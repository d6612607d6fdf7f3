//! Task poller
//!
//! Writes on the server are asynchronous: every mutating call returns a
//! [`TaskInfo`](meili_core::TaskInfo) and the actual work happens later. The
//! poller fetches `/tasks/{id}` at a fixed interval until the task reaches a
//! terminal status or the wait budget runs out.

use meili_core::{Error, PollOptions, Result, Task, TaskId};
use tokio::time::{sleep, Instant};

use crate::client::Client;

/// Waits for one task at a time with fixed options
#[derive(Debug, Clone)]
pub struct TaskPoller<'a> {
    client: &'a Client,
    options: PollOptions,
}

impl<'a> TaskPoller<'a> {
    pub fn new(client: &'a Client, options: PollOptions) -> Self {
        Self { client, options }
    }

    pub fn options(&self) -> PollOptions {
        self.options
    }

    /// Poll until the task is `succeeded`, `failed` or `canceled`.
    ///
    /// Fetch errors are returned as soon as they happen. When the budget is
    /// exhausted the error carries the last snapshot seen.
    pub async fn wait(&self, task: impl Into<TaskId>) -> Result<Task> {
        self.options.validate()?;
        let task_id = task.into();
        let started = Instant::now();
        let mut attempts = 0u32;

        loop {
            attempts += 1;
            let task = self.client.tasks().get(task_id).await?;
            tracing::debug!(
                task = %task_id,
                status = %task.status,
                attempt = attempts,
                "Polled task"
            );

            if task.is_terminal() {
                tracing::info!(
                    task = %task_id,
                    status = %task.status,
                    elapsed_ms = started.elapsed().as_millis() as u64,
                    "Task finished"
                );
                return Ok(task);
            }

            let remaining = self.options.timeout.saturating_sub(started.elapsed());
            sleep(self.options.interval.min(remaining)).await;

            let elapsed = started.elapsed();
            if elapsed >= self.options.timeout {
                tracing::warn!(
                    task = %task_id,
                    status = %task.status,
                    attempts,
                    "Gave up waiting for task"
                );
                return Err(Error::Timeout {
                    task_id,
                    elapsed,
                    last_seen: Some(Box::new(task)),
                });
            }
        }
    }
}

+ + + +

* _Problem details_
Give back the records above, character for character.

* _Written response_
repository d6612607d6fdf7f3
//! Task poller
//!
//! Writes on the server are asynchronous: every mutating call returns a
//! [`TaskInfo`](meili_core::TaskInfo) and the actual work happens later. The
//! poller fetches `/tasks/{id}` at a fixed interval until the task reaches a
//! terminal status or the wait budget runs out.

use meili_core::{Error, PollOptions, Result, Task, TaskId};
use tokio::time::{sleep, Instant};

use crate::client::Client;

/// Waits for one task at a time with fixed options
#[derive(Debug, Clone)]
pub struct TaskPoller<'a> {
    client: &'a Client,
    options: PollOptions,
}

impl<'a> TaskPoller<'a> {
    pub fn new(client: &'a Client, options: PollOptions) -> Self {
        Self { client, options }
    }

    pub fn options(&self) -> PollOptions {
        self.options
    }

    /// Poll until the task is `succeeded`, `failed` or `canceled`.
    ///
    /// Fetch errors are returned as soon as they happen. When the budget is
    /// exhausted the error carries the last snapshot seen.
    pub async fn wait(&self, task: impl Into<TaskId>) -> Result<Task> {
        self.options.validate()?;
        let task_id = task.into();
        let started = Instant::now();
        let mut attempts = 0u32;

        loop {
            attempts += 1;
            let task = self.client.tasks().get(task_id).await?;
            tracing::debug!(
                task = %task_id,
                status = %task.status,
                attempt = attempts,
                "Polled task"
            );

            if task.is_terminal() {
                tracing::info!(
                    task = %task_id,
                    status = %task.status,
                    elapsed_ms = started.elapsed().as_millis() as u64,
                    "Task finished"
                );
                return Ok(task);
            }

            let remaining = self.options.timeout.saturating_sub(started.elapsed());
            sleep(self.options.interval.min(remaining)).await;

            let elapsed = started.elapsed();
            if elapsed >= self.options.timeout {
                tracing::warn!(
                    task = %task_id,
                    status = %task.status,
                    attempts,
                    "Gave up waiting for task"
                );
                return Err(Error::Timeout {
                    task_id,
                    elapsed,
                    last_seen: Some(Box::new(task)),
                });
            }
        }
    }
}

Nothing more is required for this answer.